Spring 2016 Provost’s Grad Student Lecture Series Schedule

The Graduate School is pleased to announce the schedule for the Spring 2016 Provost's Graduate Student Lecture Series.

The format of the series has changed slightly and will now feature two symposia with three lectures a piece. Each lecture will be 20 minutes, allowing 10 minutes for a question-and-answer period; each symposium will be followed by a reception. 

The Provost's Graduate Student Lecture Series seeks to provide a mechanism for graduate students across Stony Brook University and at associated institutions to present their work in a public forum, to formally recognize excellence in graduate student research, and to expand communication among disciplines across campus and associated institutions.
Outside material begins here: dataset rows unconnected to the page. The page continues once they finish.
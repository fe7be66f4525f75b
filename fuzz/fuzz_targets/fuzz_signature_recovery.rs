#![no_main]

use libfuzzer_sys::fuzz_target;
use sarco_core::{EcdsaRecovery, RecoverableSignature, SignerRecovery};

fuzz_target!(|data: &[u8]| {
    // Recovery over arbitrary signature bytes and messages must either
    // produce an address or a typed error, never panic
    if data.len() < 65 {
        return;
    }
    let mut bytes = [0u8; 65];
    bytes.copy_from_slice(&data[..65]);
    let signature = RecoverableSignature::new(bytes);
    let message = &data[65..];
    let _ = EcdsaRecovery.recover(message, &signature);
});
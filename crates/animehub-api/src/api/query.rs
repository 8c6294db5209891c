//! Typed query builders for search endpoints.
//!
//! These mirror the filter panels of the catalog UI: free text, media
//! type, status, rating, genre ids, ordering and pagination. Builders
//! only assemble query strings; they never touch the gateway's pacing.

use url::Url;

/// Sort direction for ordered listings.
#[derive(Debug, Clone, Copy, PartialEq, Eq)]
pub enum SortDirection {
    Ascending,
    Descending,
}

impl SortDirection {
    fn as_str(self) -> &'static str {
        match self {
            Self::Ascending => "asc",
            Self::Descending => "desc",
        }
    }
}

/// Anime media type filter.
#[derive(Debug, Clone, Copy, PartialEq, Eq)]
pub enum AnimeKind {
    Tv,
    Movie,
    Ova,
    Special,
    Ona,
    Music,
}

impl AnimeKind {
    pub(crate) fn as_str(self) -> &'static str {
        match self {
            Self::Tv => "tv",
            Self::Movie => "movie",
            Self::Ova => "ova",
            Self::Special => "special",
            Self::Ona => "ona",
            Self::Music => "music",
        }
    }
}

/// Anime airing status filter.
#[derive(Debug, Clone, Copy, PartialEq, Eq)]
pub enum AiringStatus {
    Airing,
    Complete,
    Upcoming,
}

impl AiringStatus {
    fn as_str(self) -> &'static str {
        match self {
            Self::Airing => "airing",
            Self::Complete => "complete",
            Self::Upcoming => "upcoming",
        }
    }
}

/// Audience rating filter.
#[derive(Debug, Clone, Copy, PartialEq, Eq)]
pub enum AgeRating {
    G,
    Pg,
    Pg13,
    R17,
    R,
    Rx,
}

impl AgeRating {
    fn as_str(self) -> &'static str {
        match self {
            Self::G => "g",
            Self::Pg => "pg",
            Self::Pg13 => "pg13",
            Self::R17 => "r17",
            Self::R => "r",
            Self::Rx => "rx",
        }
    }
}

/// Orderable anime fields.
#[derive(Debug, Clone, Copy, PartialEq, Eq)]
pub enum AnimeOrder {
    MalId,
    Title,
    StartDate,
    EndDate,
    Episodes,
    Score,
    ScoredBy,
    Rank,
    Popularity,
    Members,
    Favorites,
}

impl AnimeOrder {
    fn as_str(self) -> &'static str {
        match self {
            Self::MalId => "mal_id",
            Self::Title => "title",
            Self::StartDate => "start_date",
            Self::EndDate => "end_date",
            Self::Episodes => "episodes",
            Self::Score => "score",
            Self::ScoredBy => "scored_by",
            Self::Rank => "rank",
            Self::Popularity => "popularity",
            Self::Members => "members",
            Self::Favorites => "favorites",
        }
    }
}

/// Manga media type filter.
#[derive(Debug, Clone, Copy, PartialEq, Eq)]
pub enum MangaKind {
    Manga,
    Novel,
    LightNovel,
    OneShot,
    Doujin,
    Manhwa,
    Manhua,
}

impl MangaKind {
    pub(crate) fn as_str(self) -> &'static str {
        match self {
            Self::Manga => "manga",
            Self::Novel => "novel",
            Self::LightNovel => "lightnovel",
            Self::OneShot => "oneshot",
            Self::Doujin => "doujin",
            Self::Manhwa => "manhwa",
            Self::Manhua => "manhua",
        }
    }
}

/// Manga publication status filter.
#[derive(Debug, Clone, Copy, PartialEq, Eq)]
pub enum PublishingStatus {
    Publishing,
    Complete,
    Hiatus,
    Discontinued,
    Upcoming,
}

impl PublishingStatus {
    fn as_str(self) -> &'static str {
        match self {
            Self::Publishing => "publishing",
            Self::Complete => "complete",
            Self::Hiatus => "hiatus",
            Self::Discontinued => "discontinued",
            Self::Upcoming => "upcoming",
        }
    }
}

/// Orderable manga fields.
#[derive(Debug, Clone, Copy, PartialEq, Eq)]
pub enum MangaOrder {
    MalId,
    Title,
    StartDate,
    EndDate,
    Chapters,
    Volumes,
    Score,
    ScoredBy,
    Rank,
    Popularity,
    Members,
    Favorites,
}

impl MangaOrder {
    fn as_str(self) -> &'static str {
        match self {
            Self::MalId => "mal_id",
            Self::Title => "title",
            Self::StartDate => "start_date",
            Self::EndDate => "end_date",
            Self::Chapters => "chapters",
            Self::Volumes => "volumes",
            Self::Score => "score",
            Self::ScoredBy => "scored_by",
            Self::Rank => "rank",
            Self::Popularity => "popularity",
            Self::Members => "members",
            Self::Favorites => "favorites",
        }
    }
}

/// Search filters for `/anime`.
#[derive(Debug, Clone, Default)]
pub struct AnimeQuery {
    q: Option<String>,
    kind: Option<AnimeKind>,
    status: Option<AiringStatus>,
    rating: Option<AgeRating>,
    genres: Vec<u32>,
    order_by: Option<AnimeOrder>,
    sort: Option<SortDirection>,
    page: Option<u32>,
    limit: Option<u32>,
}

impl AnimeQuery {
    pub fn new() -> Self {
        Self::default()
    }

    #[must_use]
    pub fn q(mut self, text: impl Into<String>) -> Self {
        self.q = Some(text.into());
        self
    }

    #[must_use]
    pub fn kind(mut self, kind: AnimeKind) -> Self {
        self.kind = Some(kind);
        self
    }

    #[must_use]
    pub fn status(mut self, status: AiringStatus) -> Self {
        self.status = Some(status);
        self
    }

    #[must_use]
    pub fn rating(mut self, rating: AgeRating) -> Self {
        self.rating = Some(rating);
        self
    }

    /// Adds a genre id filter. Repeated calls accumulate; ids are sent
    /// comma-joined.
    #[must_use]
    pub fn genre(mut self, genre_id: u32) -> Self {
        self.genres.push(genre_id);
        self
    }

    #[must_use]
    pub fn order_by(mut self, order: AnimeOrder, direction: SortDirection) -> Self {
        self.order_by = Some(order);
        self.sort = Some(direction);
        self
    }

    #[must_use]
    pub fn page(mut self, page: u32) -> Self {
        self.page = Some(page);
        self
    }

    #[must_use]
    pub fn limit(mut self, limit: u32) -> Self {
        self.limit = Some(limit);
        self
    }

    pub(crate) fn apply(&self, url: &mut Url) {
        let mut pairs = url.query_pairs_mut();
        if let Some(q) = &self.q {
            pairs.append_pair("q", q);
        }
        if let Some(kind) = self.kind {
            pairs.append_pair("type", kind.as_str());
        }
        if let Some(status) = self.status {
            pairs.append_pair("status", status.as_str());
        }
        if let Some(rating) = self.rating {
            pairs.append_pair("rating", rating.as_str());
        }
        if !self.genres.is_empty() {
            pairs.append_pair("genres", &join_ids(&self.genres));
        }
        if let Some(order) = self.order_by {
            pairs.append_pair("order_by", order.as_str());
        }
        if let Some(sort) = self.sort {
            pairs.append_pair("sort", sort.as_str());
        }
        if let Some(page) = self.page {
            pairs.append_pair("page", &page.to_string());
        }
        if let Some(limit) = self.limit {
            pairs.append_pair("limit", &limit.to_string());
        }
    }
}

/// Search filters for `/manga`.
#[derive(Debug, Clone, Default)]
pub struct MangaQuery {
    q: Option<String>,
    kind: Option<MangaKind>,
    status: Option<PublishingStatus>,
    genres: Vec<u32>,
    order_by: Option<MangaOrder>,
    sort: Option<SortDirection>,
    page: Option<u32>,
    limit: Option<u32>,
}

impl MangaQuery {
    pub fn new() -> Self {
        Self::default()
    }

    #[must_use]
    pub fn q(mut self, text: impl Into<String>) -> Self {
        self.q = Some(text.into());
        self
    }

    #[must_use]
    pub fn kind(mut self, kind: MangaKind) -> Self {
        self.kind = Some(kind);
        self
    }

    #[must_use]
    pub fn status(mut self, status: PublishingStatus) -> Self {
        self.status = Some(status);
        self
    }

    #[must_use]
    pub fn genre(mut self, genre_id: u32) -> Self {
        self.genres.push(genre_id);
        self
    }

    #[must_use]
    pub fn order_by(mut self, order: MangaOrder, direction: SortDirection) -> Self {
        self.order_by = Some(order);
        self.sort = Some(direction);
        self
    }

    #[must_use]
    pub fn page(mut self, page: u32) -> Self {
        self.page = Some(page);
        self
    }

    #[must_use]
    pub fn limit(mut self, limit: u32) -> Self {
        self.limit = Some(limit);
        self
    }

    pub(crate) fn apply(&self, url: &mut Url) {
        let mut pairs = url.query_pairs_mut();
        if let Some(q) = &self.q {
            pairs.append_pair("q", q);
        }
        if let Some(kind) = self.kind {
            pairs.append_pair("type", kind.as_str());
        }
        if let Some(status) = self.status {
            pairs.append_pair("status", status.as_str());
        }
        if !self.genres.is_empty() {
            pairs.append_pair("genres", &join_ids(&self.genres));
        }
        if let Some(order) = self.order_by {
            pairs.append_pair("order_by", order.as_str());
        }
        if let Some(sort) = self.sort {
            pairs.append_pair("sort", sort.as_str());
        }
        if let Some(page) = self.page {
            pairs.append_pair("page", &page.to_string());
        }
        if let Some(limit) = self.limit {
            pairs.append_pair("limit", &limit.to_string());
        }
    }
}

fn join_ids(ids: &[u32]) -> String {
    ids.iter()
        .map(|id| id.to_string())
        .collect::<Vec<_>>()
        .join(",")
}

#[cfg(test)]
mod tests {
    use super::*;

    fn base() -> Url {
        Url::parse("https://api.jikan.moe/v4/anime").unwrap()
    }

    #[test]
    fn test_empty_query_adds_nothing() {
        let mut url = base();
        AnimeQuery::new().apply(&mut url);
        assert_eq!(url.query(), Some(""));
    }

    #[test]
    fn test_full_anime_query() {
        let mut url = base();
        AnimeQuery::new()
            .q("cowboy bebop")
            .kind(AnimeKind::Tv)
            .status(AiringStatus::Complete)
            .rating(AgeRating::R17)
            .genre(1)
            .genre(24)
            .order_by(AnimeOrder::Score, SortDirection::Descending)
            .page(2)
            .limit(20)
            .apply(&mut url);

        assert_eq!(
            url.query(),
            Some(
                "q=cowboy+bebop&type=tv&status=complete&rating=r17&genres=1%2C24\
                 &order_by=score&sort=desc&page=2&limit=20"
            )
        );
    }

    #[test]
    fn test_free_text_is_percent_encoded() {
        let mut url = base();
        AnimeQuery::new().q("STEINS;GATE 0 & more").apply(&mut url);
        assert_eq!(url.query(), Some("q=STEINS%3BGATE+0+%26+more"));
    }

    #[test]
    fn test_manga_query_has_no_rating_filter() {
        let mut url = Url::parse("https://api.jikan.moe/v4/manga").unwrap();
        MangaQuery::new()
            .q("berserk")
            .kind(MangaKind::Manga)
            .status(PublishingStatus::Publishing)
            .order_by(MangaOrder::Members, SortDirection::Descending)
            .apply(&mut url);

        assert_eq!(
            url.query(),
            Some("q=berserk&type=manga&status=publishing&order_by=members&sort=desc")
        );
    }
}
Wednesday, April 13 | 2:00 PM
Wang Center, Lecture Hall 1

Opportunities and Challenges in Human DNA Sequencing for Rare Disease Research
Jason O'Rawe, Genetics

Jason O‘Rawe is a PhD candidate in the Genetics program at Stony Brook University studying human genetic variation with Dr. Gholson Lyon at Cold Spring Harbor Laboratory. Jason received his BA from Stony Brook University and MA in Biology, also from Stony Brook University. Jason tries to better understand the genetic bases of rare human diseases using high-throughput DNA sequencing technologies. He is interested in statistical uncertainty, and he investigates new ways to analyze DNA sequence data.</>

Presence, Kinesic Description, and Literary Reading
Daniel Irving, English

Embodied cognition, or the idea that cognitive processes are not a brain-bound phenomenon but involve the brain, body, and environment, is central to the second wave of cognitive humanities and has been influential in recent scholarship on literature and art. I utilize insights from embodied cognitive science to examine the experience of presence in a range of under-studied, charmingly problematic contemporary texts that tend to not fit traditional notions of “narrative.” I argue that these texts, so-called weak narratives, afford fundamentally different reading experiences: while not imparting much by way of meaning, weak narratives are remarkably adept at affording an experience of presence, or the sense of “being there,” due to their ability to tap into readers’ embodied knowledge. Using Lydia Davis’s “The Cows” as an example, I will show how re-situating weak narratives from meaning-based (aiming to convey information) to presence-based (aiming to move the reader) allows us to better understand these otherwise strange narrative projects.

Dan Irving is a doctoral candidate in the Department of English, working at the intersection of narrative theory, contemporary fiction, and cognitive science. His dissertation examines reading as a situated, embodied activity, specifically looking into the experience of presence in plotless and dialogue-based narratives. He has articles forthcoming in Poetics Today and CounterText.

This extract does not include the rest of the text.